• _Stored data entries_
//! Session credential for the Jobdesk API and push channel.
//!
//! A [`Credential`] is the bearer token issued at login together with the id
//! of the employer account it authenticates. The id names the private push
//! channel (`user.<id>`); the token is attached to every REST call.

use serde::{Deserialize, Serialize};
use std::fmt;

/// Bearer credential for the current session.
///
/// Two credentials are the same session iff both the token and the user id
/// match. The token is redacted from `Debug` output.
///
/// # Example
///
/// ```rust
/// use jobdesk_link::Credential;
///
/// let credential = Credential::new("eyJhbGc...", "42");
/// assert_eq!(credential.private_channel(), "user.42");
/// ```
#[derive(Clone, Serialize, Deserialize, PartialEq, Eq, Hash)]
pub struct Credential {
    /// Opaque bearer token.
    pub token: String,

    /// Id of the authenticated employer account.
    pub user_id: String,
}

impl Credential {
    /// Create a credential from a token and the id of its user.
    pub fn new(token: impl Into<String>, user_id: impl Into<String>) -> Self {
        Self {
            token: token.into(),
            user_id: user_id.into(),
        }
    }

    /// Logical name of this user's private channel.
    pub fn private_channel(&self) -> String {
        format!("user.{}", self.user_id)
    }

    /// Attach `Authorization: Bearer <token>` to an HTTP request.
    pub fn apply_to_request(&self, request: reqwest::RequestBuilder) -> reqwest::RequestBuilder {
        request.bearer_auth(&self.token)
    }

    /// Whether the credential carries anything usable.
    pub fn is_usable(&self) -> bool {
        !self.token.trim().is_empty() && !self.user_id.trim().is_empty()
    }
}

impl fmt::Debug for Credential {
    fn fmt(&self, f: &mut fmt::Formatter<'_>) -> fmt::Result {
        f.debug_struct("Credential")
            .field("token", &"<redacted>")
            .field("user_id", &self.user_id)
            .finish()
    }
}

• _What is required_
The records above must each be restated exactly as they stand.

• _Reply to the exercise_
//! Session credential for the Jobdesk API and push channel.
//!
//! A [`Credential`] is the bearer token issued at login together with the id
//! of the employer account it authenticates. The id names the private push
//! channel (`user.<id>`); the token is attached to every REST call.

use serde::{Deserialize, Serialize};
use std::fmt;

/// Bearer credential for the current session.
///
/// Two credentials are the same session iff both the token and the user id
/// match. The token is redacted from `Debug` output.
///
/// # Example
///
/// ```rust
/// use jobdesk_link::Credential;
///
/// let credential = Credential::new("eyJhbGc...", "42");
/// assert_eq!(credential.private_channel(), "user.42");
/// ```
#[derive(Clone, Serialize, Deserialize, PartialEq, Eq, Hash)]
pub struct Credential {
    /// Opaque bearer token.
    pub token: String,

    /// Id of the authenticated employer account.
    pub user_id: String,
}

impl Credential {
    /// Create a credential from a token and the id of its user.
    pub fn new(token: impl Into<String>, user_id: impl Into<String>) -> Self {
        Self {
            token: token.into(),
            user_id: user_id.into(),
        }
    }

    /// Logical name of this user's private channel.
    pub fn private_channel(&self) -> String {
        format!("user.{}", self.user_id)
    }

    /// Attach `Authorization: Bearer <token>` to an HTTP request.
    pub fn apply_to_request(&self, request: reqwest::RequestBuilder) -> reqwest::RequestBuilder {
        request.bearer_auth(&self.token)
    }

    /// Whether the credential carries anything usable.
    pub fn is_usable(&self) -> bool {
        !self.token.trim().is_empty() && !self.user_id.trim().is_empty()
    }
}

impl fmt::Debug for Credential {
    fn fmt(&self, f: &mut fmt::Formatter<'_>) -> fmt::Result {
        f.debug_struct("Credential")
            .field("token", &"<redacted>")
            .field("user_id", &self.user_id)
            .finish()
    }
}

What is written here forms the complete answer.